(SUPPLIED DATA)

//! # Controls Events Module
//!
//! Typed payloads for the raw input notifications the host delivers and for
//! the semantic events the controls component emits.
//!
//! | Emitted event | Payload |
//! |---------------|---------|
//! | `<button>down`, `<button>up` | none |
//! | `<button>touchstart`, `<button>touchend` | none |
//! | `<button>changed` | [`ButtonState`] |
//! | `<group>moved` | [`AxisMoveDetail`] |

use serde::Serialize;

use super::mapping::{AxisGroup, Button, ButtonAction};
use crate::scene::SharedModel;

/// Analog and digital state of one raw button.
#[derive(Debug, Clone, Copy, Default, PartialEq, Serialize)]
pub struct ButtonState {
    /// Analog intensity, 0.0 (released) to 1.0 (fully pressed).
    pub value: f32,
    pub pressed: bool,
    pub touched: bool,
}

impl ButtonState {
    #[must_use]
    pub const fn new(value: f32, pressed: bool, touched: bool) -> Self {
        Self { value, pressed, touched }
    }
}

/// Axis values of one axis group, labelled by position within the group.
#[derive(Debug, Clone, Copy, Default, PartialEq, Serialize)]
pub struct AxisMoveDetail {
    #[serde(skip_serializing_if = "Option::is_none")]
    pub x: Option<f32>,
    #[serde(skip_serializing_if = "Option::is_none")]
    pub y: Option<f32>,
    #[serde(skip_serializing_if = "Option::is_none")]
    pub z: Option<f32>,
    #[serde(skip_serializing_if = "Option::is_none")]
    pub w: Option<f32>,
}

impl AxisMoveDetail {
    /// Sets the value for a positional label slot (0 = x .. 3 = w).
    ///
    /// Slots past `w` are ignored.
    pub fn set(&mut self, position: usize, value: Option<f32>) {
        match position {
            0 => self.x = value,
            1 => self.y = value,
            2 => self.z = value,
            3 => self.w = value,
            _ => {}
        }
    }
}

/// Kinds of raw notification the component listens for while a controller
/// is present (or emulated).
#[derive(Debug, Clone, Copy, PartialEq, Eq, Hash)]
pub enum RawEventKind {
    ButtonChanged,
    ButtonDown,
    ButtonUp,
    TouchStart,
    TouchEnd,
    AxisMove,
    ModelLoaded,
}

impl RawEventKind {
    /// All kinds, in registration order.
    pub const ALL: [RawEventKind; 7] = [
        RawEventKind::ButtonChanged,
        RawEventKind::ButtonDown,
        RawEventKind::ButtonUp,
        RawEventKind::TouchStart,
        RawEventKind::TouchEnd,
        RawEventKind::AxisMove,
        RawEventKind::ModelLoaded,
    ];

    /// Host event name for this kind.
    #[must_use]
    pub const fn event_name(self) -> &'static str {
        match self {
            RawEventKind::ButtonChanged => "buttonchanged",
            RawEventKind::ButtonDown => "buttondown",
            RawEventKind::ButtonUp => "buttonup",
            RawEventKind::TouchStart => "touchstart",
            RawEventKind::TouchEnd => "touchend",
            RawEventKind::AxisMove => "axismove",
            RawEventKind::ModelLoaded => "model-loaded",
        }
    }
}

/// Raw notification from the tracked-pose or model loader component.
#[derive(Debug, Clone)]
pub enum RawInputEvent {
    ButtonChanged { id: usize, state: ButtonState },
    ButtonDown { id: usize },
    ButtonUp { id: usize },
    TouchStart { id: usize },
    TouchEnd { id: usize },
    AxisMoved { axis: Vec<f32>, changed: Vec<bool> },
    ModelLoaded { model: SharedModel },
}

impl RawInputEvent {
    #[must_use]
    pub fn kind(&self) -> RawEventKind {
        match self {
            RawInputEvent::ButtonChanged { .. } => RawEventKind::ButtonChanged,
            RawInputEvent::ButtonDown { .. } => RawEventKind::ButtonDown,
            RawInputEvent::ButtonUp { .. } => RawEventKind::ButtonUp,
            RawInputEvent::TouchStart { .. } => RawEventKind::TouchStart,
            RawInputEvent::TouchEnd { .. } => RawEventKind::TouchEnd,
            RawInputEvent::AxisMoved { .. } => RawEventKind::AxisMove,
            RawInputEvent::ModelLoaded { .. } => RawEventKind::ModelLoaded,
        }
    }
}

/// Semantic event emitted on the controller entity.
#[derive(Debug, Clone, PartialEq, Serialize)]
#[serde(tag = "type", rename_all = "lowercase")]
pub enum ControlsEvent {
    /// `<button>down`, `<button>up`, `<button>touchstart`, `<button>touchend`
    Button { button: Button, action: ButtonAction },
    /// `<button>changed`
    Changed { button: Button, state: ButtonState },
    /// `<group>moved`
    Moved { group: AxisGroup, detail: AxisMoveDetail },
}

impl ControlsEvent {
    /// Host event name, e.g. `triggerdown` or `trackpadmoved`.
    #[must_use]
    pub fn name(&self) -> String {
        match self {
            ControlsEvent::Button { button, action } => {
                format!("{}{}", button.name(), action.suffix())
            }
            ControlsEvent::Changed { button, .. } => format!("{}changed", button.name()),
            ControlsEvent::Moved { group, .. } => format!("{}moved", group.name()),
        }
    }
}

(End SUPPLIED DATA)

Check each line of the entries above for the word "impl". List the ones that have it.

» **RESULT OF THIS TASK**:
impl ButtonState {
impl AxisMoveDetail {
impl RawEventKind {
impl RawInputEvent {
impl ControlsEvent {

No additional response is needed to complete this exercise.